Однако герой Л. (как Демон, как Азраил) разрывается между неприятием общих временн́́ых законов меры, чреды, срока и возраста и жаждой насладиться «неполной радостью земной». Отсюда еще один искомый романтиком путь преодоления временности — немедленное «обращение времени» в «миг» высшей жизненной полноты, равноценный вечности (ср. стих. Ф. И. Тютчева «Как над горячею золой», 1830; образ «шагреневой кожи» у О. Бальзака). У Л. эта тема звучит с поразительной настойчивостью: «За вечер тот я б н́́е взял вечность» («Стансы»); «Я праздный отдал бы покой / За несколько мгновений / Блаженства иль мучений» («Поток»); «Мгновение вместе мы были, / Но вечность ничто перед ним», («К*», 1832); «Явился он мне лишь на миг, / Но за вечность тот миг не отдам» («Песня монахини» из 2-й ред. «Демона»); «Если бы меня спросили, чего я хочу: минуту полного блаженства или годы двусмысленного счастия...» («Княгиня Лиговская»). При этом романтик мечтает овладеть жизненным временем как собств. достоянием и перед лицом провидения своевольно заявляет о праве выбирать между спокойной долговечностью и предельно насыщенным мигом; так, Мцыри, послушник, действительно решился «за несколько минут» «рай и вечность» променять. Такой простершийся в вечность миг («надо мной чтоб вечно зеленея...») — образ земного блаженства, но райски нетленного, свободного от земных условий времени, запечатлен мечтой поэта в стих. «Выхожу один я на дорогу». Поэт хочет приобщиться к вечному «морю жизни» в мгновение ока, силой чудесной метаморфозы («забыться и заснуть»), минуя ожидание и терпение, всю скорбную длительность жизненного пути.
Лит.: Андреевский С. А., Лермонтов, в его кн.: Лит. чтения, СПБ, 1891; Бродский (4), с. 29; Усок (3); Удодов (2), с. 389—90; Ломинадзе (1); Мурьянов М. Ф., Время (понятие и слово), «Вопросы языкознания», 1978, № 2.
След.

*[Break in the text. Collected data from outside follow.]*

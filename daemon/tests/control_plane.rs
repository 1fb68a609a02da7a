// End-to-end scenarios over a full node wired against the in-memory chain
// gateway: events flow chain -> ingestor -> dispatcher -> engines, and
// engine decisions flow back out as signed writes.

use std::{sync::Arc, time::Duration};

use primitive_types::H256;
use serde_json::json;
use tempdir::TempDir;

use meridian_common::{
    approval::{default_rules, ApprovalAction, ApproverRole, TicketStatus},
    chain::{ContractAddress, LogRecord, SendConstraints, TxHash},
    config::COIN_VALUE,
    fund::{default_tier_policy, RedemptionStatus},
    risk::default_threshold_table,
};
use meridian_daemon::{
    chain::testing::MockChainGateway,
    core::storage::{
        MetaProvider, ProjectionProvider, RedemptionProvider, SledStorage, TicketProvider,
    },
    node::{Node, NodeSettings},
    notify::LogNotifier,
};

fn vault() -> ContractAddress {
    ContractAddress::repeat_byte(0xee)
}

fn settings() -> NodeSettings {
    NodeSettings {
        contracts: vec![vault()],
        vault_contract: vault(),
        genesis_block: 0,
        confirmations: 15,
        polling_interval: Duration::from_millis(50),
        batch_size: 1_000,
        instance_id: "itest-node".to_string(),
        rules: default_rules(),
        policy: default_tier_policy(),
        thresholds: default_threshold_table(),
        min_rebalance_amount: 10_000 * COIN_VALUE,
        approval_threshold: 50_000 * COIN_VALUE,
        constraints: SendConstraints::unrestricted(),
        overdue_days_back: 30,
        task_workers: 2,
    }
}

struct Harness {
    node: Arc<Node<SledStorage, MockChainGateway>>,
    gateway: Arc<MockChainGateway>,
    _dir: TempDir,
}

// The node is not started yet: tests seed the chain first so the poller's
// initial pass sees every log, then push later phases at fresh heights.
fn build_node() -> Harness {
    let dir = TempDir::new("meridian-itest").unwrap();
    let storage = Arc::new(SledStorage::open(dir.path()).unwrap());
    let gateway = Arc::new(MockChainGateway::new());
    gateway.set_head(100);

    let node = Node::new(
        storage,
        Arc::clone(&gateway),
        Arc::new(LogNotifier),
        settings(),
    );
    Harness {
        node,
        gateway,
        _dir: dir,
    }
}

fn log(block: u64, log_index: u32, name: &str, args: serde_json::Value) -> LogRecord {
    LogRecord {
        tx_hash: TxHash::from_low_u64_be(block * 1_000 + log_index as u64),
        log_index,
        block_number: block,
        block_time: 1_700_000_000 + block,
        contract: vault(),
        topic0: H256::zero(),
        name: name.to_string(),
        args,
    }
}

async fn settle(harness: &Harness) {
    // let the poller, lanes and task workers drain
    for _ in 0..30 {
        tokio::time::sleep(Duration::from_millis(100)).await;
        if harness.node.ingestor.queue().is_empty() && harness.node.tasks.queue_len() == 0 {
            break;
        }
    }
    tokio::time::sleep(Duration::from_millis(200)).await;
}

fn owner_json() -> serde_json::Value {
    json!("0x0101010101010101010101010101010101010101")
}

fn deposit_log(block: u64, amount: u128) -> LogRecord {
    log(
        block,
        0,
        "DepositProcessed",
        json!({
            "owner": owner_json(),
            "assets": amount.to_string(),
            "shares": amount.to_string()
        }),
    )
}

#[tokio::test]
async fn standard_redemption_settles_without_approval() {
    let harness = build_node();
    harness.gateway.push_log(deposit_log(10, 1_000_000 * COIN_VALUE));
    harness.gateway.push_log(log(
        20,
        0,
        "RedemptionRequested",
        json!({
            "request_id": 42,
            "owner": owner_json(),
            "receiver": owner_json(),
            "shares": (10_000 * COIN_VALUE).to_string(),
            "gross_amount": (10_500 * COIN_VALUE).to_string(),
            "locked_nav": COIN_VALUE.to_string(),
            "estimated_fee": "0",
            "channel": "STANDARD",
            "requires_approval": false,
            "settlement_time": 1_701_000_000_000u64
        }),
    ));

    harness.node.start().await.unwrap();
    settle(&harness).await;

    let request = harness
        .node
        .storage
        .get_redemption(42)
        .await
        .unwrap()
        .expect("request projected");
    assert_eq!(request.status, RedemptionStatus::Pending);
    assert!(request.approval_ticket_id.is_none());

    // later on-chain: liability recognized, then the settlement lands
    harness.gateway.push_log(log(
        90,
        0,
        "DailyLiabilityAdded",
        json!({
            "amount": (10_500 * COIN_VALUE).to_string(),
            "day": 19_700
        }),
    ));
    harness.gateway.push_log(log(
        91,
        0,
        "RedemptionSettled",
        json!({
            "request_id": 42,
            "net_amount": (10_400 * COIN_VALUE).to_string(),
            "fee": (100 * COIN_VALUE).to_string()
        }),
    ));
    harness.gateway.set_head(120);
    settle(&harness).await;

    let request = harness
        .node
        .storage
        .get_redemption(42)
        .await
        .unwrap()
        .unwrap();
    assert_eq!(request.status, RedemptionStatus::Settled);
    assert_eq!(request.settled_fee, Some(100 * COIN_VALUE));

    let projection = harness.node.storage.get_fund_projection().await.unwrap();
    assert_eq!(projection.invariant_drift(), 0);
    assert_eq!(projection.withdrawable_fees, 100 * COIN_VALUE);

    harness.node.stop().await;
}

#[tokio::test]
async fn large_redemption_approval_commits_on_chain() {
    let harness = build_node();
    harness
        .gateway
        .push_log(deposit_log(10, 10_000_000 * COIN_VALUE));
    harness.gateway.push_log(log(
        20,
        0,
        "RedemptionRequested",
        json!({
            "request_id": 43,
            "owner": owner_json(),
            "receiver": owner_json(),
            "shares": (150_000 * COIN_VALUE).to_string(),
            "gross_amount": (150_000 * COIN_VALUE).to_string(),
            "locked_nav": COIN_VALUE.to_string(),
            "estimated_fee": "0",
            "channel": "STANDARD",
            "requires_approval": true,
            "settlement_time": 1_701_000_000_000u64
        }),
    ));

    harness.node.start().await.unwrap();
    settle(&harness).await;

    // the flagged request produced a VIP ticket
    let request = harness
        .node
        .storage
        .get_redemption(43)
        .await
        .unwrap()
        .unwrap();
    assert_eq!(request.status, RedemptionStatus::PendingApproval);
    let ticket_id = request.approval_ticket_id.expect("ticket linked");
    let ticket = harness
        .node
        .storage
        .get_ticket(ticket_id)
        .await
        .unwrap()
        .unwrap();
    assert_eq!(ticket.status, TicketStatus::Pending);
    assert_eq!(ticket.required_approvals, 1);

    // a single VIP approval resolves the ticket and commits on-chain
    harness
        .node
        .approval
        .act(
            ticket_id,
            "vip-alice",
            ApproverRole::VipApprover,
            ApprovalAction::Approve,
            None,
            None,
        )
        .await
        .unwrap();
    settle(&harness).await;

    assert!(harness
        .gateway
        .sent_methods()
        .contains(&"approveRedemption".to_string()));

    // the chain acknowledges with its own event
    harness.gateway.push_log(log(
        90,
        0,
        "RedemptionApproved",
        json!({ "request_id": 43 }),
    ));
    harness.gateway.set_head(120);
    settle(&harness).await;

    let request = harness
        .node
        .storage
        .get_redemption(43)
        .await
        .unwrap()
        .unwrap();
    assert_eq!(request.status, RedemptionStatus::Approved);

    harness.node.stop().await;
}

#[tokio::test]
async fn critical_alert_opens_emergency_incident() {
    let harness = build_node();
    harness
        .gateway
        .push_log(deposit_log(10, 1_000_000 * COIN_VALUE));
    harness.gateway.push_log(log(
        20,
        0,
        "CriticalLiquidityAlert",
        json!({
            "ratio_bps": 900,
            "threshold_bps": 1000,
            "available": (90_000 * COIN_VALUE).to_string()
        }),
    ));

    harness.node.start().await.unwrap();
    settle(&harness).await;

    let incident = harness
        .node
        .storage
        .get_incident()
        .await
        .unwrap()
        .expect("incident opened");
    assert!(incident.is_active());

    let methods = harness.gateway.sent_methods();
    assert!(methods.contains(&"setEmergencyMode".to_string()));
    assert!(methods.contains(&"pause".to_string()));

    harness.node.stop().await;
}

#[tokio::test]
async fn replayed_events_do_not_change_the_projection() {
    let harness = build_node();
    let deposit = deposit_log(10, 500_000 * COIN_VALUE);
    harness.gateway.push_log(deposit.clone());

    harness.node.start().await.unwrap();
    settle(&harness).await;

    let before = harness.node.storage.get_fund_projection().await.unwrap();
    assert_eq!(before.total_assets, 500_000 * COIN_VALUE);

    // the same log observed again via the push path
    harness.gateway.publish(deposit).await;
    settle(&harness).await;

    let after = harness.node.storage.get_fund_projection().await.unwrap();
    assert_eq!(after.total_assets, before.total_assets);
    assert_eq!(after.l1_cash, before.l1_cash);

    harness.node.stop().await;
}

Отношение Л. к времени, проникая всю структуру его худож. сознания, далеко не исчерпывается «прямыми» размышлениями и представлениями о нем поэта. Тема времени и вечности постоянно вступает в тесные и выразительные связи с такими ведущими проблемами и мотивами его творчества, как поиски цели и смысла жизни (см. Этический идеал), смерть и бессмертие, память и забвение и др. Конкретное воплощение этих мотивов и проблем создает многообразные поэтич. контексты, в к-рых особое смысловое наполнение могут получать распространенные поэтич. и даже языковые метафоры. К их числу относится понятие «след», очень частое у Л., возникающее на разных уровнях метафоризации и меняющее в зависимости от контекста свой объем и содержание.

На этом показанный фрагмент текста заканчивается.